[Data for processing]
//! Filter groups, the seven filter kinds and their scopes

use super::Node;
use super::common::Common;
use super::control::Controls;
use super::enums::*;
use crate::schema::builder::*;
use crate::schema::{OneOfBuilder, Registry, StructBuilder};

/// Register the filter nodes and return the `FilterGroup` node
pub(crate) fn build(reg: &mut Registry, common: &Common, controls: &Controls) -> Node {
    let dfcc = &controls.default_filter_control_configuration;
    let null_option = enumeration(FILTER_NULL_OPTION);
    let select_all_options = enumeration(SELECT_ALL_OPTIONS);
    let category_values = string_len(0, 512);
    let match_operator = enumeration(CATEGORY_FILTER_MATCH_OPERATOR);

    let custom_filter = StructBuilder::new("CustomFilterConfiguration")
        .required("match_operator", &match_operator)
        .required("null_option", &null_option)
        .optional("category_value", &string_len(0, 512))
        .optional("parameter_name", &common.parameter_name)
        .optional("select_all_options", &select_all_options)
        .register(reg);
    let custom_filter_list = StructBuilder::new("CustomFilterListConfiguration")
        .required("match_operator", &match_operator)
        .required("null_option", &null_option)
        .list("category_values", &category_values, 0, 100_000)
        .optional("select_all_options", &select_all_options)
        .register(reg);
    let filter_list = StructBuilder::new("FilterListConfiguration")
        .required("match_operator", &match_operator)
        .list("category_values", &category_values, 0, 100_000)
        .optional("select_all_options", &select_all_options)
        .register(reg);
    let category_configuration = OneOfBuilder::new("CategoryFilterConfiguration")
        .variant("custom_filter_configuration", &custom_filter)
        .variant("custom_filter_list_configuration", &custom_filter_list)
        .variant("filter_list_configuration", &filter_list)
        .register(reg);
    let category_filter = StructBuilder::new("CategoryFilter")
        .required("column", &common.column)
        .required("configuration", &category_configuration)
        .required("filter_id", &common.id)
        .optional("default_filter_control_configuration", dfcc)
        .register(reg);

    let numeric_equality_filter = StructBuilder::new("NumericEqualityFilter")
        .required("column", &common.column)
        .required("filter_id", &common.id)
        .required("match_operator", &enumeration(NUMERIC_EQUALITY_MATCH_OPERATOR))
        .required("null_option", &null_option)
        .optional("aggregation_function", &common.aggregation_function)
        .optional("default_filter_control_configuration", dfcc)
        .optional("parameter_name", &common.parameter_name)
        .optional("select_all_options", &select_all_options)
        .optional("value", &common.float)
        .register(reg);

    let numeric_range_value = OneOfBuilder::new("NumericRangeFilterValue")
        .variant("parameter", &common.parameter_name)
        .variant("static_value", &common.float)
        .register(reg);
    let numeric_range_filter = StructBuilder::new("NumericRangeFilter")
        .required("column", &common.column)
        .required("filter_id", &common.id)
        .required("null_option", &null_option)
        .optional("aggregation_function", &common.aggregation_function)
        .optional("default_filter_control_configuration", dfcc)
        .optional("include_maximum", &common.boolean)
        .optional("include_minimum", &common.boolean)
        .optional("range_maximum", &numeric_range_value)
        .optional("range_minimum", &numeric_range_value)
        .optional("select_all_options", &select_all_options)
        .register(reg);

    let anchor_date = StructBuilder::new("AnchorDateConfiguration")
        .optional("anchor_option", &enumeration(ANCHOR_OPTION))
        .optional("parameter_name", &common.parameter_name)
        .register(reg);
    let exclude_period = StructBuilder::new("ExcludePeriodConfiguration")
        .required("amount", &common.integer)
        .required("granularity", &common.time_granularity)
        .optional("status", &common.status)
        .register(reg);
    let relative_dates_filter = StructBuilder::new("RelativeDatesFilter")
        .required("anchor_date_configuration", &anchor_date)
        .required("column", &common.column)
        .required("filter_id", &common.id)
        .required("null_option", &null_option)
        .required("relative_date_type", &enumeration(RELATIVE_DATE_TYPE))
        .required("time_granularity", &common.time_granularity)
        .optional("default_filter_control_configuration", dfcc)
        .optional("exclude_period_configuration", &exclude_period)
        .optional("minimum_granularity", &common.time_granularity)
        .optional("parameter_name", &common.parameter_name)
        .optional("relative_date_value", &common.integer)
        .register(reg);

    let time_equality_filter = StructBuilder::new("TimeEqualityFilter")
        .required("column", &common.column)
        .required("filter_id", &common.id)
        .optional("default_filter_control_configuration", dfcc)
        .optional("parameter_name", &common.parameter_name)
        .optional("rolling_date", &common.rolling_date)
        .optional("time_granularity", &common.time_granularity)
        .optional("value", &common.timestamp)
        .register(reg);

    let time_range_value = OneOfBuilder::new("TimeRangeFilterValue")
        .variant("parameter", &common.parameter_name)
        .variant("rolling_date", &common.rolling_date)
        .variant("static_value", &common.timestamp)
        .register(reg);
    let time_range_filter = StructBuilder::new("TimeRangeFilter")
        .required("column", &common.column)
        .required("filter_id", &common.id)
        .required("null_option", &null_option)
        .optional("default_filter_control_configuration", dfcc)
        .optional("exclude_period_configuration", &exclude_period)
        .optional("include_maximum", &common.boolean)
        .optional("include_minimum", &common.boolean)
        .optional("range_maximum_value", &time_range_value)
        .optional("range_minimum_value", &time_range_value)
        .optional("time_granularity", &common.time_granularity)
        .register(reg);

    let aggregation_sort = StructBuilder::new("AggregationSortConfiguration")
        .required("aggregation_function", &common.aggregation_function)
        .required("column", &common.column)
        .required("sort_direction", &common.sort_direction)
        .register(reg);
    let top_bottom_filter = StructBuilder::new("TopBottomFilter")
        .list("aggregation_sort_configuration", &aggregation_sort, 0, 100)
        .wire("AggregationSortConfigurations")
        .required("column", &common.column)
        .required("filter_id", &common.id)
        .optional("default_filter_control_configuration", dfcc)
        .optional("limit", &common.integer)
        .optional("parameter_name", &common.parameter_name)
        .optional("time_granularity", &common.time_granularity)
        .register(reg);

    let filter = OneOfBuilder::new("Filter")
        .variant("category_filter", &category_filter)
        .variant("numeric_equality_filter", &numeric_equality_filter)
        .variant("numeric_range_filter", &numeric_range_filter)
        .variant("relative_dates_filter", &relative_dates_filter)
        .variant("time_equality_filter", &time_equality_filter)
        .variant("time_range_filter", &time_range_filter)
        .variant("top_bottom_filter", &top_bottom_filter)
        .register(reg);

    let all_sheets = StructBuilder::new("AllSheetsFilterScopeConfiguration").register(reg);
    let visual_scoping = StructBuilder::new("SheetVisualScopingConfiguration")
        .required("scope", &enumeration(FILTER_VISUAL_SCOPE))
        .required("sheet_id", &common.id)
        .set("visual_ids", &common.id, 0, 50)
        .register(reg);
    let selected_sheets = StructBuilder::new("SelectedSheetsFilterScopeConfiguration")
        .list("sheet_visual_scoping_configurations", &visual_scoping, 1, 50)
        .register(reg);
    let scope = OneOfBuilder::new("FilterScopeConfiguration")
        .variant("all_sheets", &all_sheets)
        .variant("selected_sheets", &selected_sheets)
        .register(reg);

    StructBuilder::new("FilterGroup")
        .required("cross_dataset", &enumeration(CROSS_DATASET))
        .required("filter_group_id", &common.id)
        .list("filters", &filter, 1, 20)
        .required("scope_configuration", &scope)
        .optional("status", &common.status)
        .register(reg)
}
[/Data for processing]
[Data for processing]
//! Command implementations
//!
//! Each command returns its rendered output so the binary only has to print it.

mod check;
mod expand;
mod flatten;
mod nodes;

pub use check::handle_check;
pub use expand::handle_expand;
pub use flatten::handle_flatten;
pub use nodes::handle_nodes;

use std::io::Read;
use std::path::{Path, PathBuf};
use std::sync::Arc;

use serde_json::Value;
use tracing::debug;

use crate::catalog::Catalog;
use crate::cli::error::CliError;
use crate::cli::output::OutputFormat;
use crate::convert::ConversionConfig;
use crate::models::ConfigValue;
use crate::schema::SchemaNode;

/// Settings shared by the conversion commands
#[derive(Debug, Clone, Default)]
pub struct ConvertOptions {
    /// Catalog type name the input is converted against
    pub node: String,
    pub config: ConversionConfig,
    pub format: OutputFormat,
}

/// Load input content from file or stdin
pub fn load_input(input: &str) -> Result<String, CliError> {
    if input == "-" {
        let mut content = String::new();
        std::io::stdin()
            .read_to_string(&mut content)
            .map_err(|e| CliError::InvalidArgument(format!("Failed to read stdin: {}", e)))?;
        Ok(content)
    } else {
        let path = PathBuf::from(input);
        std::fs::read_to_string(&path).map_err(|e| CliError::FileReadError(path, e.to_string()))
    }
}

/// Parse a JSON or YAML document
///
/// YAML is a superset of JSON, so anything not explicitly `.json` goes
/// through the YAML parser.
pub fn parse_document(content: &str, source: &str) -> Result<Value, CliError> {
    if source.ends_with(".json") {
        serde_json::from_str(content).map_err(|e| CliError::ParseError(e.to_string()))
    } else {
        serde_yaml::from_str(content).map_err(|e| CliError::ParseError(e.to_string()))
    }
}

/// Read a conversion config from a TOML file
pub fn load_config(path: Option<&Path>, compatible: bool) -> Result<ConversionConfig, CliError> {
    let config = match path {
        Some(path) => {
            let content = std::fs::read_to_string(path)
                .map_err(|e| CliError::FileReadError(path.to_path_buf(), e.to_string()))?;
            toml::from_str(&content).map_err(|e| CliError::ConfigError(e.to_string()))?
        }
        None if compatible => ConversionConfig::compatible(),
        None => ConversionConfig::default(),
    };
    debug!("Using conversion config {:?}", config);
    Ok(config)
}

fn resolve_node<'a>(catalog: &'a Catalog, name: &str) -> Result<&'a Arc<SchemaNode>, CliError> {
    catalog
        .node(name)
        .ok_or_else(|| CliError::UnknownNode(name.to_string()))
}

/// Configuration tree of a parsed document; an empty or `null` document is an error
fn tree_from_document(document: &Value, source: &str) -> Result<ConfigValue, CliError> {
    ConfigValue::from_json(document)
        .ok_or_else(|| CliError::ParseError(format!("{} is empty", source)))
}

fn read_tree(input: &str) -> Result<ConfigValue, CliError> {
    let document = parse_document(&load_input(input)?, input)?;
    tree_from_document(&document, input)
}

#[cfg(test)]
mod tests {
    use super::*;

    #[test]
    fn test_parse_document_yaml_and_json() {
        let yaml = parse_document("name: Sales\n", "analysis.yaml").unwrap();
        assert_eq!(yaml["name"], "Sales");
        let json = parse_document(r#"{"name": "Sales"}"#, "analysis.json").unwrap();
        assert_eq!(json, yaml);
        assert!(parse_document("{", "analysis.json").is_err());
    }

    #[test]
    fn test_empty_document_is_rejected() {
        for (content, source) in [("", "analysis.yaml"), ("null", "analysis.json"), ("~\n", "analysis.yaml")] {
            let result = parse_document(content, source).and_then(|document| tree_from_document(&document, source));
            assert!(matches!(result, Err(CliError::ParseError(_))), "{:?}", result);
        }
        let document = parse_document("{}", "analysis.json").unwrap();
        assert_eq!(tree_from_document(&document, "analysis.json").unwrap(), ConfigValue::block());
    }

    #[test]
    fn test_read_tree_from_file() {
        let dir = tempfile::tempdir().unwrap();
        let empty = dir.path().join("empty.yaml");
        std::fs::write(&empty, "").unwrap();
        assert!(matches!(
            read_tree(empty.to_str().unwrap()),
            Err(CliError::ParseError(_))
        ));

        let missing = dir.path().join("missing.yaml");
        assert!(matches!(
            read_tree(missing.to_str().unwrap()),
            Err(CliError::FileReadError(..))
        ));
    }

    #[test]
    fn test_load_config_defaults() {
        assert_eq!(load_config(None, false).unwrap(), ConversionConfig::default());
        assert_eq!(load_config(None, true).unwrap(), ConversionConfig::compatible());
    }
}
[/Data for processing]
**What is required**
The expected reply is a number only, the tally of lines in the data where the word "FilterGroup" is found.

**Answer area**
2